ENTRIES PROVIDED section start

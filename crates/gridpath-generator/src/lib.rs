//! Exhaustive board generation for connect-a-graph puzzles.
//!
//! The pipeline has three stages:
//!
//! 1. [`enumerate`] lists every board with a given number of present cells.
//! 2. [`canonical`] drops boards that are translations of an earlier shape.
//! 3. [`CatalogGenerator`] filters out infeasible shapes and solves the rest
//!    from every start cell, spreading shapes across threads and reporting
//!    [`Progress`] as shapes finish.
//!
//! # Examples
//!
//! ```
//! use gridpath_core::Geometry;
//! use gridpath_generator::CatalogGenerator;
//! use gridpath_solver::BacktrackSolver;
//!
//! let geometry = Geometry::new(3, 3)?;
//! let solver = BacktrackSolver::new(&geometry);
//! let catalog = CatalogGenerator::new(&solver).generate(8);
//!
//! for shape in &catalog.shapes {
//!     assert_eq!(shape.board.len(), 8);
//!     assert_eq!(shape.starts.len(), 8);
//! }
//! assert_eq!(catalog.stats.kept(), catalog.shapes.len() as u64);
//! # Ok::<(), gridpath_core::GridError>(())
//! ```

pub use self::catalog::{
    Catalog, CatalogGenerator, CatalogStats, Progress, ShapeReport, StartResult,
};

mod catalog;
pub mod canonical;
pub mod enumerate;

ENTRIES PROVIDED section end
ENTRIES PROVIDED section start

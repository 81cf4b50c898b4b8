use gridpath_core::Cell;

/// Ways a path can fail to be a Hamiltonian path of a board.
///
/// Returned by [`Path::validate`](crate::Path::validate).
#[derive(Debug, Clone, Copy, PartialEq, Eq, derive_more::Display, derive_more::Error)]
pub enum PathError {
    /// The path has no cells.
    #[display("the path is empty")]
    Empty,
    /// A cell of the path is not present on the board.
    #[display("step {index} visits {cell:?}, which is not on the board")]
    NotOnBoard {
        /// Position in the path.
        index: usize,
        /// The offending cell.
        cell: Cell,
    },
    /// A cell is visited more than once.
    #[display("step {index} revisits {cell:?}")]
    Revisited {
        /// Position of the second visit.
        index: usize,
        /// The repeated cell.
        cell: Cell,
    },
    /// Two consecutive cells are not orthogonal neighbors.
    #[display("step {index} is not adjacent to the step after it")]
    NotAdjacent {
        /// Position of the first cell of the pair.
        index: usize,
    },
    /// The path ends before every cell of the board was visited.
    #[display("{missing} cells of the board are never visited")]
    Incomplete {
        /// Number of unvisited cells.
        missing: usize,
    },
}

ENTRIES PROVIDED section end
ENTRIES PROVIDED section start

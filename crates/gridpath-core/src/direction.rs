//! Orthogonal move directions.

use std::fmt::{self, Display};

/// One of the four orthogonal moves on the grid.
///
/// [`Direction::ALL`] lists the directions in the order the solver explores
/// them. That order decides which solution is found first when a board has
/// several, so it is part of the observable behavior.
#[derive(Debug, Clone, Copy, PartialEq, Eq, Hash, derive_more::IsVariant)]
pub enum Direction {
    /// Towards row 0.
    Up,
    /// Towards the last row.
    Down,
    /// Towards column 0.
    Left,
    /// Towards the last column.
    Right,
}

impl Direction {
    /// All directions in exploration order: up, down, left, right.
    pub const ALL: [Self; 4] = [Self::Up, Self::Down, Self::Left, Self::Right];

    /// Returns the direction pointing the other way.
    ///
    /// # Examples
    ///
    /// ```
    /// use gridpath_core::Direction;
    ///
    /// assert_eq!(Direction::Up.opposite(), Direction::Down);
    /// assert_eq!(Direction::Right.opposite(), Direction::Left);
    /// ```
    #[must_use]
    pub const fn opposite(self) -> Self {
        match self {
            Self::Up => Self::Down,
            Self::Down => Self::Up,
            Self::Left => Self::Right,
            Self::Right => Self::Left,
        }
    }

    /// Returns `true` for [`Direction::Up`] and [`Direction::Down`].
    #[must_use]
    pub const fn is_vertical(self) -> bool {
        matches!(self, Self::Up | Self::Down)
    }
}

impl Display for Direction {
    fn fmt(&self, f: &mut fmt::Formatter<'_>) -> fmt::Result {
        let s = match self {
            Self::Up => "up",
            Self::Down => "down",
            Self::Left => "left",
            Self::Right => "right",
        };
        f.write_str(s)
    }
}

ENTRIES PROVIDED section end

§ **AIM OF THE EXERCISE**:
Your reply should be one number: how many lines in this listing contain the string "column".

§ **TASK ANSWER**:
2